Quantification and statistical analysis
Sequence motif matching
TF sequence motif position weight matrices for the indicated TFs were obtained from HOCOMOCO core motifs: SOX9, SOX9_HUMAN.H11MO.0.B; TFAP2A, AP2A_HUMAN.H11MO.0.A; NR2F1, COT2_HUMAN.H11MO.0.A. The coordinator motif corresponding to TWIST1 was obtained from a previous publication38. The SOX9 palindrome motif was constructed by inverting the single HOCOMOCO position weight matrix at various spacings from 0 to 10bp. All motifs were matched to the human genome (hg38) using fimo v5.1.1 with a P-value threshold of 1×10−4.

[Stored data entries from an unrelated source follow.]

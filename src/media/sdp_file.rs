//! Media driver that replays a pre-generated SDP offer
//!
//! Lets the signaling path be exercised against a real gateway without a
//! WebRTC engine. Candidates are expected inside the offer itself, so the
//! driver reports gathering as complete right after the offer.

use std::fs;
use std::path::{Path, PathBuf};

use tracing::{debug, info, warn};

use super::driver::{
    BitrateRange, MediaDriver, MediaEngineConfig, MediaEvent, MediaEventSink, SdpType,
    SessionDescription,
};
use super::error::MediaError;
use super::feed::MediaFeeds;

pub struct SdpFileDriver {
    offer_sdp: String,
    config: MediaEngineConfig,
    answer_path: Option<PathBuf>,
    observer: Option<MediaEventSink>,
    sender_created: bool,
    remote: Option<SessionDescription>,
}

impl SdpFileDriver {
    /// Load the offer from `path`
    pub fn from_file(path: impl AsRef<Path>, config: MediaEngineConfig) -> Result<Self, MediaError> {
        let offer_sdp = fs::read_to_string(path.as_ref())?;
        Self::new(offer_sdp, config)
    }

    pub fn new(offer_sdp: String, config: MediaEngineConfig) -> Result<Self, MediaError> {
        if !offer_sdp.trim_start().starts_with("v=0") {
            return Err(MediaError::InvalidDescription(
                "offer does not start with v=0".to_string(),
            ));
        }

        debug!(
            "SDP replay driver: {} ICE servers, log level {:?}",
            config.ice_servers.len(),
            config.log_level
        );

        Ok(Self {
            offer_sdp,
            config,
            answer_path: None,
            observer: None,
            sender_created: false,
            remote: None,
        })
    }

    /// Write the gateway's answer to `path` once it arrives
    pub fn with_answer_output(mut self, path: impl Into<PathBuf>) -> Self {
        self.answer_path = Some(path.into());
        self
    }

    /// The answer applied by the last successful negotiation
    pub fn remote_description(&self) -> Option<&SessionDescription> {
        self.remote.as_ref()
    }

    fn emit(&self, event: MediaEvent) {
        match &self.observer {
            Some(sink) => {
                if sink.send(event).is_err() {
                    warn!("Media event dropped, signaling driver is gone");
                }
            }
            None => warn!("Media event dropped, no observer registered"),
        }
    }
}

impl MediaDriver for SdpFileDriver {
    fn set_observer(&mut self, sink: MediaEventSink) {
        self.observer = Some(sink);
    }

    fn create_media_sender(&mut self, feeds: &MediaFeeds, encoded: bool) -> Result<(), MediaError> {
        // Nothing is transmitted, so no receivers are registered
        let kind = if encoded { "encoded" } else { "raw" };
        match feeds.video.frame_size() {
            Some((width, height)) => info!("Media sender ready ({} video, {}x{})", kind, width, height),
            None => info!("Media sender ready ({} video)", kind),
        }
        self.sender_created = true;
        Ok(())
    }

    fn create_offer(&mut self) {
        if !self.sender_created {
            self.emit(MediaEvent::OfferFailed(MediaError::NoSender.to_string()));
            return;
        }
        self.emit(MediaEvent::OfferCreated(SessionDescription::offer(
            self.offer_sdp.clone(),
        )));
        self.emit(MediaEvent::IceGatheringComplete);
    }

    fn set_local_description(&mut self, desc: &SessionDescription) -> Result<(), MediaError> {
        if desc.sdp_type != SdpType::Offer {
            return Err(MediaError::InvalidDescription(format!(
                "expected a local offer, got {}",
                desc.sdp_type
            )));
        }
        Ok(())
    }

    fn set_remote_description(&mut self, desc: &SessionDescription) -> Result<(), MediaError> {
        if desc.sdp_type != SdpType::Answer {
            return Err(MediaError::InvalidDescription(format!(
                "expected a remote answer, got {}",
                desc.sdp_type
            )));
        }

        if let Some(path) = &self.answer_path {
            fs::write(path, &desc.sdp)?;
            info!("Answer written to {}", path.display());
        }
        self.remote = Some(desc.clone());
        Ok(())
    }

    fn set_bitrate(&mut self, range: BitrateRange) -> Result<(), MediaError> {
        if range.min_bps > range.max_bps {
            return Err(MediaError::Bitrate(format!(
                "min {} exceeds max {}",
                range.min_bps, range.max_bps
            )));
        }
        let cap = self.config.max_video_bandwidth_kbps as u64 * 1000;
        if range.max_bps as u64 > cap {
            warn!(
                "Requested max bitrate {} exceeds engine bandwidth cap {}",
                range.max_bps, cap
            );
        }
        Ok(())
    }

    fn close(&mut self) {
        self.sender_created = false;
        self.remote = None;
    }
}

Differential expression/accessibility testing
Differential expression or accessibility between pairs of SOX9 concentrations (ATAC/RNA) or time points of full SOX9 depletion (ATAC, SLAM, H3K27ac/V5/TWIST1 ChIP) was carried out using DESeq2 v1.32.0, with CNCC differentiation batch as a covariate and raw counts as input. For SLAM one additional surrogate variable, discovered using sva 3.4.0, was also used as a covariate. For TWIST1 ChIP, the fraction of reads in peaks was also used as a covariate to correct for overall ChIP enrichment (which is not expected to change as a function of SOX9 dosage). For ATAC and H3K27ac/V5/TWIST1 ChIP, counts over all 151,457 reproducible peak regions were used; for RNA, only protein-coding genes with at least 1 transcript per million in at least 6 samples were used; and for SLAM-seq, only protein-coding genes with at least 1 CPM in at least 3 samples were used. The independentFiltering option in DESeq2 was set to FALSE, except for H3K27ac/V5/TWIST1 ChIP differential analyses.
Modeling of SOX9 dose–response curves (ATAC/RNA)
All RE/gene CPM values were first TMM-normalized using the edgeR package v3.34.0. For each SOX9-dependent RE/gene, defined by 5% FDR comparing depleted versus fully depleted SOX9, CPM values across all SOX9-tagged samples (that is, from all six SOX9 concentrations) were corrected for differentiation batch effect by linear regression using the lm() function. Differentiation-corrected CPM values were scaled by dividing by the maximum absolute value across samples. Sample outliers, defined as z-score greater than 3, were removed from the analysis of that RE/gene. The data were then fitted to either a linear model as a function of SOX9 dosage (defined by flow cytometry), or to the Hill equation using the drm() function in the drc R package v3.0-1. All comparisons of ED50/Hill coefficients between sets of genes/REs were carried out using the Hill equation. For most genes/REs, a two-parameter Hill equation (that is, with minimum and maximum fixed as the mean CPM at full or no depletion, respectively) was sufficient. However, for a small subset of REs (8%) and genes (5%), a three-parameter Hill equation with fixed minimum but free maximum was a better fit (decrease in AIC>2 relative to the two-parameter model); for these genes/REs, the three-parameter Hill was used. The type of Hill equation (two or three parameter) used for each gene/RE is indicated in Supplementary Tables 1 and 2. To calculate the ‘buffering index’ at a given SOX9 dosage such as 50% (see Extended Data Fig. Fig.3),3), the change in the fitted Hill equation curve going from 100% to 50% SOX9 dosage was divided by the total SOX9-dependent change (that is, going from 100% to 0%), multiplied by 100, and then subtracted from 100. A value of 0 of this statistic indicates no buffering (that is, the entirety of SOX9-dependent change has occurred by 50% SOX9 dosage) while a value of 100 indicates complete buffering (that is, no change until <50% SOX9 dosage).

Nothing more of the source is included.